Code Red II - Version D is on the loose reports TruSecure
A new permutation of the Code Red II worm is on the loose, but while security experts believe its impact will be minimal, they say the appearance of the new worm could be a harbinger of trouble.
The new variant, which has initially been dubbed CodeRed.d, is nearly identical to its predecessor except for two minor pieces of code, according to Roger Thompson, head of malicious code research at TruSecure Corp....
New Code Red II Variant Reported
By Brian McWilliams for Newsbytes
The new worm has replaced a fragment of code known as an "atom" that was unique to the earlier version, the string "CodeRedII," with a series of underscore characters. In addition, the byte at offset 07C5 is changed from a 0 to an FF, according to Thompson, who announced the discovery today on a number of security mailing lists.
The minor tweaks in CodeRed.d appear to be a deliberate attempt to evade poorly designed intrusion detection systems or anti-virus software that is merely looking for the "CodeRedII" string, according to Thompson.
"People need to stay vigilant. This demonstrates that Code Red is not a dead issue in the minds of bad guys," said Thompson.

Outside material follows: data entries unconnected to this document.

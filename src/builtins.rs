use std::time::{SystemTime, UNIX_EPOCH};

use crate::environment::Environment;
use crate::treewalk_interpreter::Interpreter;
use crate::value::{NativeFunction, Value};

/*
Arity checking is done in the interpreter prior to calling a builtin function.
*/

/// Binds every native function into `globals`.
pub fn define_globals(globals: &mut Environment) {
    let natives = [NativeFunction {
        name: String::from("clock"),
        arity: 0,
        callable: clock,
    }];

    for native in natives {
        let name = native.name.clone();
        globals.define_builtin(&name, Value::NativeFunction(native));
    }
}

/// Wall-clock seconds since the Unix epoch.
pub fn clock(_interpreter: &mut Interpreter, _args: &[Value]) -> Result<Value, String> {
    let since_the_epoch = SystemTime::now()
        .duration_since(UNIX_EPOCH)
        .map_err(|err| format!("System clock is before the Unix epoch: {}.", err))?;

    Ok(Value::Number(since_the_epoch.as_secs_f64()))
}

Thompson said he first stumbled upon CodeRed.d after writing a program that listens for traffic on the Web server's port 80 and captures a checksum or digital fingerprint of the probe. The program, WormCatcher, first received the new worm from a system in Korea, followed by a college in the United States. Four additional probes by the new worm have come from other sites around the world today, according to Thompson.